No se ve por ningún lado una pareja bailando tango ni papelitos cayendo en una cancha de fútbol. Tampoco el tentador bife de chorizo y ni siquiera los más abstractos laberintos borgeanos. No hay ninguna de las arquetípicas imágenes que siempre aparecen cuando se presenta en el exterior una exposición sobre Buenos Aires. Y sin embargo, apenas se pone un pie dentro del luminoso primer piso del museo Katzen de Washington se produce una especie de teletransportación a cualquier esquina porteña. No sólo de ahora, sino de las últimas cuatro décadas.
Porque la retrospectiva de Diseño Shakespear que se presenta en la capital de Estados Unidos se concentra en esos pequeños y grandes objetos, esenciales para orientarse y moverse en la urbe, que son tan porteños como la sonrisa de Gardel. Para el que no lo sepa, el padre del diseño gráfico y la señalización urbana en Argentina se llama Ronald Shakespear (sin la “e” final, como siempre aclara). Rosarino, a pesar de su nombre tan British —aunque quizá por eso, fanático de Newell’s—, fue quien en 1971 preparó el primer Plan Visual de Buenos Aires.
Hijas suyas son las paradas de colectivo en azul y blanco, con el número de la línea y un breve resumen del recorrido debajo; las de taxis, con letras negras inscriptas en una mano amarilla; el arbolito de tronco rojo de tres brazos y una copa redonda que engloba el nombre de las plazas, y el clásico rectángulo negro contorneado en blanco de las esquinas, con los nombres de las calles y su altura. Esas imágenes que ya son parte del ADN de Buenos Aires, tan naturales que parece que siempre estuvieron allí, son en realidad un producto Shakespear.
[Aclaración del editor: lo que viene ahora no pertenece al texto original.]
//! Schema version, snapshot list, sequence counters and stage progress.

use crate::{
    keys::RawKey,
    models::{RawValue, U64Value},
    tables::{DatabaseInfo, Sequence, SyncStage},
    StorageError,
};
use reth_db_api::transaction::{DbTx, DbTxMut};

/// Well-known `DatabaseInfo` key of the schema version.
pub const DB_SCHEMA_VERSION_KEY: &str = "dbVersion";

/// Well-known `DatabaseInfo` key of the snapshot file list.
pub const DB_SNAPSHOTS_KEY: &str = "snapshots";

/// A `major.minor.patch` schema version, stored as three big-endian u32s.
#[derive(Debug, Clone, Copy, Default, PartialEq, Eq, PartialOrd, Ord)]
pub struct SchemaVersion {
    /// Incompatible layout changes.
    pub major: u32,
    /// Backward-compatible layout additions.
    pub minor: u32,
    /// Fixes with no layout impact.
    pub patch: u32,
}

impl core::fmt::Display for SchemaVersion {
    fn fmt(&self, f: &mut core::fmt::Formatter<'_>) -> core::fmt::Result {
        write!(f, "{}.{}.{}", self.major, self.minor, self.patch)
    }
}

/// Reads the recorded schema version, if any.
pub fn read_schema_version<TX: DbTx>(tx: &TX) -> Result<Option<SchemaVersion>, StorageError> {
    let Some(raw) = tx.get::<DatabaseInfo>(RawKey::from_name(DB_SCHEMA_VERSION_KEY))? else {
        return Ok(None);
    };
    if raw.0.len() != 12 {
        return Err(StorageError::EntryNotFound("malformed dbVersion record"));
    }
    let part = |i: usize| {
        let mut bytes = [0u8; 4];
        bytes.copy_from_slice(&raw.0[i * 4..i * 4 + 4]);
        u32::from_be_bytes(bytes)
    };
    Ok(Some(SchemaVersion { major: part(0), minor: part(1), patch: part(2) }))
}

/// Records the schema version.
pub fn write_schema_version<TX: DbTxMut>(
    tx: &TX,
    version: SchemaVersion,
) -> Result<(), StorageError> {
    let mut value = Vec::with_capacity(12);
    value.extend_from_slice(&version.major.to_be_bytes());
    value.extend_from_slice(&version.minor.to_be_bytes());
    value.extend_from_slice(&version.patch.to_be_bytes());
    tx.put::<DatabaseInfo>(RawKey::from_name(DB_SCHEMA_VERSION_KEY), RawValue(value))?;
    Ok(())
}

/// Reads the list of snapshot file names.
pub fn read_snapshots<TX: DbTx>(tx: &TX) -> Result<Vec<String>, StorageError> {
    let Some(raw) = tx.get::<DatabaseInfo>(RawKey::from_name(DB_SNAPSHOTS_KEY))? else {
        return Ok(Vec::new());
    };
    serde_json::from_slice(&raw.0)
        .map_err(|_| StorageError::EntryNotFound("malformed snapshots record"))
}

/// Writes the list of snapshot file names.
pub fn write_snapshots<TX: DbTxMut>(tx: &TX, names: &[String]) -> Result<(), StorageError> {
    let value = serde_json::to_vec(names)
        .map_err(|_| StorageError::EntryNotFound("unserializable snapshots list"))?;
    tx.put::<DatabaseInfo>(RawKey::from_name(DB_SNAPSHOTS_KEY), RawValue(value))?;
    Ok(())
}

/// Returns the current sequence value for a table name and adds
/// `increment` for the next caller. The initial value of any name is 0;
/// changes are invisible until the transaction commits.
pub fn increment_sequence<TX: DbTx + DbTxMut>(
    tx: &TX,
    table_name: &'static str,
    increment: u64,
) -> Result<u64, StorageError> {
    let current = read_sequence(tx, table_name)?;
    if increment > 0 {
        tx.put::<Sequence>(RawKey::from_name(table_name), U64Value(current + increment))?;
    }
    Ok(current)
}

/// Reads the current sequence value for a table name.
pub fn read_sequence<TX: DbTx>(tx: &TX, table_name: &'static str) -> Result<u64, StorageError> {
    match tx.get::<Sequence>(RawKey::from_name(table_name)) {
        Ok(Some(value)) => Ok(value.0),
        Ok(None) => Ok(0),
        Err(_) => Err(StorageError::BadSequenceValue(table_name)),
    }
}

/// Resets the sequence for a table name, returning the prior value.
pub fn reset_sequence<TX: DbTx + DbTxMut>(
    tx: &TX,
    table_name: &'static str,
    new_value: u64,
) -> Result<u64, StorageError> {
    let current = read_sequence(tx, table_name)?;
    if new_value != current {
        tx.put::<Sequence>(RawKey::from_name(table_name), U64Value(new_value))?;
    }
    Ok(current)
}

/// Reads a stage's progress block number; absent means 0.
pub fn read_stage_progress<TX: DbTx>(tx: &TX, stage_key: &str) -> Result<u64, StorageError> {
    Ok(tx.get::<SyncStage>(RawKey::from_name(stage_key))?.map(|v| v.0).unwrap_or_default())
}

/// Writes a stage's progress block number.
pub fn write_stage_progress<TX: DbTxMut>(
    tx: &TX,
    stage_key: &str,
    progress: u64,
) -> Result<(), StorageError> {
    tx.put::<SyncStage>(RawKey::from_name(stage_key), U64Value(progress))?;
    Ok(())
}

#[cfg(test)]
mod tests {
    use super::*;
    use crate::Store;
    use tempfile::TempDir;

    #[test]
    fn sequence_is_monotonic_and_returns_old_value() {
        let dir = TempDir::new().unwrap();
        let store = Store::open(dir.path()).unwrap();
        let batch = store.begin_rw().unwrap();
        let tx = batch.tx();

        assert_eq!(read_sequence(tx, "BlockTransactions").unwrap(), 0);
        assert_eq!(increment_sequence(tx, "BlockTransactions", 3).unwrap(), 0);
        assert_eq!(increment_sequence(tx, "BlockTransactions", 2).unwrap(), 3);
        assert_eq!(read_sequence(tx, "BlockTransactions").unwrap(), 5);
        assert_eq!(reset_sequence(tx, "BlockTransactions", 1).unwrap(), 5);
        assert_eq!(read_sequence(tx, "BlockTransactions").unwrap(), 1);

        // zero increment does not bump
        assert_eq!(increment_sequence(tx, "BlockTransactions", 0).unwrap(), 1);
        assert_eq!(read_sequence(tx, "BlockTransactions").unwrap(), 1);
    }

    #[test]
    fn sequence_changes_invisible_until_commit() {
        let dir = TempDir::new().unwrap();
        let store = Store::open(dir.path()).unwrap();

        let batch = store.begin_rw().unwrap();
        increment_sequence(batch.tx(), "BlockTransactions", 10).unwrap();

        let ro = store.ro_tx().unwrap();
        assert_eq!(read_sequence(&ro, "BlockTransactions").unwrap(), 0);

        batch.commit_and_stop().unwrap();
        let ro = store.ro_tx().unwrap();
        assert_eq!(read_sequence(&ro, "BlockTransactions").unwrap(), 10);
    }

    #[test]
    fn stage_progress_roundtrip() {
        let dir = TempDir::new().unwrap();
        let store = Store::open(dir.path()).unwrap();
        let batch = store.begin_rw().unwrap();

        assert_eq!(read_stage_progress(batch.tx(), "Execution").unwrap(), 0);
        write_stage_progress(batch.tx(), "Execution", 42).unwrap();
        assert_eq!(read_stage_progress(batch.tx(), "Execution").unwrap(), 42);
    }

    #[test]
    fn snapshots_roundtrip() {
        let dir = TempDir::new().unwrap();
        let store = Store::open(dir.path()).unwrap();
        let batch = store.begin_rw().unwrap();

        assert!(read_snapshots(batch.tx()).unwrap().is_empty());
        let names = vec!["headers-000000-000500.seg".to_string()];
        write_snapshots(batch.tx(), &names).unwrap();
        assert_eq!(read_snapshots(batch.tx()).unwrap(), names);
    }
}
“Fuimos precursores en América latina —asegura Ronald—. Era la primera vez que una ciudad se repensaba a sí misma”, recuerda sobre ese proyecto de hace casi cuatro décadas. Tanto, que la señalización urbana que diseñó para Buenos Aires fue copiada en muchas provincias e incluso en otros países latinoamericanos. “Y bueno, Cortázar decía que una vez que llegaba el paquete de libros impresos a su casa, se daba cuenta de que ya no le pertenecían. Y tenía razón. Cuando las cosas toman estado público, ya son públicas”.
Desde entonces, Diseño Shakespear —al que se sumaron sus hijos, Lorenzo, Juan y Bárbara— ha trabajado en la señalización de hospitales municipales, centros deportivos y autopistas; la imagen corporativa de, entre otros cientos, Boca, Banco Río, Alto Palermo, Temaikén, Tren de la Costa, TBA y, su último orgullo, el completo rediseño de la identidad visual de las estaciones y hasta el mapa del subte porteño. “Las señales son una promesa”, asegura Ronald y se ponen a prueba en casos como el del subte, donde hay que conducir flujos masivos de personas. “El único problema concreto que debe resolver un sistema de señales es que las ancianitas encuentren su destino rápidamente. Si van a parar al lugar equivocado, hubo un error, la promesa fue incumplida”.
Claro que las señales made in Shakespear, tan prolijas y coloridas, sacadas de su contexto habitual y trasladadas al flamante pabellón del Museo Katzen, en el plácido Noroeste de Washington, más que promesas bordean los efectos alucinógenos. “(Buenos Aires) da la impresión de ser muy limpia y organizada. Muy pensada. Muy Coherente. Lo opuesto a las ciudades norteamericanas”, comenta el director del Katzen, Jack Rasmussen, echando a volar su imaginación que (por suerte) nunca aterriza en Ezeiza. Una viejita que lo escucha (¿habrá sido puesta allí para comprobar la teoría de Shakespear? ¿será parte de la muestra?), agrega: “¡Es cierto! ¡Estos sí que son carteles lindos y claros! Acá (en Washington), nunca logro leer el nombre de las calles ni encontrar las paradas del metro”.
La exposición, que ya pasó por París, Milán, Helsinki, Xalapa (México), Richmond (Virginia, EE.UU.), se abrió en Washington el 22 de mayo y estará en pie hasta el 24 de junio. Para los que quieran ver a Buenos Aires convertida en la Tierra Prometida.